Catching up to Jeff Davis

John Robb's Global Guerillas blog presents the next wave of Boydian analysis at a level that does great credit to the foundations Col. John Boyd laid.

A new post, Global Guerillas in the UK, ties a couple of Robb's advanced "fifth generation of warfare" themes, open source warfare and networked guerillas, to news from Britain.

For the advanced Civil War reader these concepts might evoke Jefferson Davis's May of 1865 plans for continuing the war.

When Britain's chief of MI5 says, "my officers and the police are working to contend with some 200 groupings or [guerilla] networks," and characterizes them as "resilient networks," we are immediately reminded of Winik's argument that Davis envisioned networks sustaining a small Continentals-style CSA field army that would travel the South striking at fixed Union positions, property, and collaborators until Northern will collapsed.

The "open source" part of Rebel warfare of late 1865, then, might take the form of bands of men capable of organizing new, temporary militia units ("flash mobs"?) based on opportunity and local conditions in parallel with the sustained effort of Davis's small band of "Continentals."

The war ended under the only terms it could: the physical apprehension of Jeff Davis.
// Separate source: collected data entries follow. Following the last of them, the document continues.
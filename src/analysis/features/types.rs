// Types module - frame-level feature data structures
//
// A `FeatureSequence` is validated once on construction and immutable
// afterwards; every later stage can rely on equal timbre lengths, finite
// values and ordered onsets.

use serde::{Deserialize, Serialize};
use std::ops::Range;

use crate::error::{InferenceError, Stage};

/// Features of one analysis frame (one synthesis block)
#[derive(Debug, Clone, PartialEq, Serialize, Deserialize)]
pub struct FeatureFrame {
    /// Fundamental frequency in Hz; 0.0 marks an unvoiced frame
    pub f0_hz: f32,

    /// A-weighted loudness in dB, floored at the configured silence level
    pub loudness_db: f32,

    /// Cepstral timbre descriptor (n_mfcc values)
    pub timbre: Vec<f32>,

    /// Frame start time in seconds
    pub timestamp_secs: f32,
}

impl FeatureFrame {
    pub fn is_voiced(&self) -> bool {
        self.f0_hz > 0.0
    }
}

/// Start of a note event, as an index into the frame sequence
#[derive(Debug, Clone, Copy, PartialEq, Eq, PartialOrd, Ord, Serialize, Deserialize)]
pub struct OnsetMarker {
    pub frame_index: usize,
}

/// Ordered frames plus onset markers for one waveform
#[derive(Debug, Clone, PartialEq, Serialize, Deserialize)]
#[serde(try_from = "RawFeatureSequence", into = "RawFeatureSequence")]
pub struct FeatureSequence {
    frames: Vec<FeatureFrame>,
    onsets: Vec<OnsetMarker>,
}

#[derive(Serialize, Deserialize)]
struct RawFeatureSequence {
    frames: Vec<FeatureFrame>,
    #[serde(default)]
    onsets: Vec<OnsetMarker>,
}

impl TryFrom<RawFeatureSequence> for FeatureSequence {
    type Error = InferenceError;

    fn try_from(raw: RawFeatureSequence) -> Result<Self, Self::Error> {
        FeatureSequence::new(raw.frames, raw.onsets)
    }
}

impl From<FeatureSequence> for RawFeatureSequence {
    fn from(seq: FeatureSequence) -> Self {
        RawFeatureSequence {
            frames: seq.frames,
            onsets: seq.onsets,
        }
    }
}

impl FeatureSequence {
    /// Build and validate a sequence
    ///
    /// # Errors
    /// `InvalidInput` when the sequence is empty, timbre lengths differ,
    /// any value is non-finite, or onsets are unsorted, duplicated or out
    /// of range. Zero or negative f0 is kept and reads as unvoiced.
    pub fn new(frames: Vec<FeatureFrame>, onsets: Vec<OnsetMarker>) -> Result<Self, InferenceError> {
        let stage = Stage::FeatureExtraction;
        let Some(first) = frames.first() else {
            return Err(InferenceError::invalid(stage, "feature sequence has no frames"));
        };
        let timbre_dim = first.timbre.len();

        for (i, frame) in frames.iter().enumerate() {
            if frame.timbre.len() != timbre_dim {
                return Err(InferenceError::invalid(
                    stage,
                    format!(
                        "frame {} has timbre length {}, expected {}",
                        i,
                        frame.timbre.len(),
                        timbre_dim
                    ),
                ));
            }
            let finite = frame.f0_hz.is_finite()
                && frame.loudness_db.is_finite()
                && frame.timestamp_secs.is_finite()
                && frame.timbre.iter().all(|v| v.is_finite());
            if !finite {
                return Err(InferenceError::invalid(
                    stage,
                    format!("frame {} contains non-finite values", i),
                ));
            }
        }

        for pair in onsets.windows(2) {
            if pair[0].frame_index >= pair[1].frame_index {
                return Err(InferenceError::invalid(
                    stage,
                    "onsets must be strictly increasing",
                ));
            }
        }
        if let Some(last) = onsets.last() {
            if last.frame_index >= frames.len() {
                return Err(InferenceError::invalid(
                    stage,
                    format!(
                        "onset at frame {} is past the end ({} frames)",
                        last.frame_index,
                        frames.len()
                    ),
                ));
            }
        }

        Ok(Self { frames, onsets })
    }

    pub fn frames(&self) -> &[FeatureFrame] {
        &self.frames
    }

    pub fn onsets(&self) -> &[OnsetMarker] {
        &self.onsets
    }

    pub fn len(&self) -> usize {
        self.frames.len()
    }

    /// Always false for a validated sequence
    pub fn is_empty(&self) -> bool {
        self.frames.is_empty()
    }

    pub fn timbre_dim(&self) -> usize {
        self.frames[0].timbre.len()
    }

    /// Note segments as half-open frame ranges
    ///
    /// A segment starts at frame 0 and at every onset, and runs to the next
    /// start (or the end of the sequence). Segments cover every frame
    /// exactly once.
    pub fn segments(&self) -> Vec<Range<usize>> {
        let mut starts = vec![0usize];
        starts.extend(
            self.onsets
                .iter()
                .map(|o| o.frame_index)
                .filter(|&i| i > 0),
        );

        starts
            .iter()
            .enumerate()
            .map(|(i, &start)| {
                let end = starts.get(i + 1).copied().unwrap_or(self.frames.len());
                start..end
            })
            .collect()
    }

    /// Median f0 over voiced frames, if any frame is voiced
    pub fn median_voiced_f0(&self) -> Option<f32> {
        let mut voiced: Vec<f32> = self
            .frames
            .iter()
            .filter(|f| f.is_voiced())
            .map(|f| f.f0_hz)
            .collect();
        if voiced.is_empty() {
            return None;
        }
        voiced.sort_by(|a, b| a.total_cmp(b));
        let mid = voiced.len() / 2;
        Some(if voiced.len().is_multiple_of(2) {
            (voiced[mid - 1] + voiced[mid]) / 2.0
        } else {
            voiced[mid]
        })
    }
}

#[cfg(test)]
mod tests {
    use super::*;

    fn frame(f0: f32, dim: usize) -> FeatureFrame {
        FeatureFrame {
            f0_hz: f0,
            loudness_db: -20.0,
            timbre: vec![0.0; dim],
            timestamp_secs: 0.0,
        }
    }

    #[test]
    fn test_empty_sequence_rejected() {
        let err = FeatureSequence::new(vec![], vec![]).unwrap_err();
        assert_eq!(err.stage(), Some(Stage::FeatureExtraction));
    }

    #[test]
    fn test_mismatched_timbre_rejected() {
        let frames = vec![frame(220.0, 4), frame(220.0, 3)];
        assert!(FeatureSequence::new(frames, vec![]).is_err());
    }

    #[test]
    fn test_non_finite_rejected() {
        let mut bad = frame(220.0, 2);
        bad.loudness_db = f32::NAN;
        assert!(FeatureSequence::new(vec![bad], vec![]).is_err());
    }

    #[test]
    fn test_onsets_must_be_ordered_and_in_range() {
        let frames = vec![frame(0.0, 2); 10];
        let unordered = vec![OnsetMarker { frame_index: 5 }, OnsetMarker { frame_index: 3 }];
        assert!(FeatureSequence::new(frames.clone(), unordered).is_err());

        let out_of_range = vec![OnsetMarker { frame_index: 10 }];
        assert!(FeatureSequence::new(frames, out_of_range).is_err());
    }

    #[test]
    fn test_segments_cover_all_frames() {
        let frames = vec![frame(0.0, 2); 10];
        let onsets = vec![OnsetMarker { frame_index: 0 }, OnsetMarker { frame_index: 4 }];
        let seq = FeatureSequence::new(frames, onsets).unwrap();
        assert_eq!(seq.segments(), vec![0..4, 4..10]);

        let seq = FeatureSequence::new(vec![frame(0.0, 2); 3], vec![]).unwrap();
        assert_eq!(seq.segments(), vec![0..3]);
    }

    #[test]
    fn test_negative_f0_is_unvoiced() {
        let seq = FeatureSequence::new(vec![frame(-1.0, 2), frame(220.0, 2)], vec![]).unwrap();
        assert!(!seq.frames()[0].is_voiced());
        assert!(seq.frames()[1].is_voiced());
        assert_eq!(seq.median_voiced_f0(), Some(220.0));
    }

    #[test]
    fn test_median_voiced_f0_ignores_unvoiced() {
        let frames = vec![frame(0.0, 1), frame(200.0, 1), frame(220.0, 1), frame(240.0, 1)];
        let seq = FeatureSequence::new(frames, vec![]).unwrap();
        assert_eq!(seq.median_voiced_f0(), Some(220.0));

        let silent = FeatureSequence::new(vec![frame(0.0, 1)], vec![]).unwrap();
        assert_eq!(silent.median_voiced_f0(), None);
    }

    #[test]
    fn test_serde_validates() {
        let json = r#"{"frames": [], "onsets": []}"#;
        assert!(serde_json::from_str::<FeatureSequence>(json).is_err());

        let seq = FeatureSequence::new(vec![frame(110.0, 2)], vec![]).unwrap();
        let text = serde_json::to_string(&seq).unwrap();
        let back: FeatureSequence = serde_json::from_str(&text).unwrap();
        assert_eq!(back, seq);
    }
}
Even that was not final because members of his government (Kirby Smith among them) were determined to continue the fight. Happenstance precluded Davis's "fourth generation" warfare experiment.

As I have said many times in this space, the Army we have today is "second generation" - a Civil War institution overwhelmingly concerned with synchronization, alignment, hierarchy, direction, control. Actually, I said it better in an earlier post: it is a system committed to "alignment, synchronicity, spatial management, and the micromanagement of undertrained subordinates," and all new technology is put at the service of these values. In that same post we saw John J. Pershing proposing a third generation alternative: "Open warfare had irregular formations, comparatively little regulation of space and time, and the greatest possible use of the infantry's own firepower to enable it to "get forward ... [with] brief orders" and "the greatest possible use of individual initiative."

Despite Davis and later Pershing, we see yet another Armistice Day with the same ancient "second generation" values holding sway in our armed forces.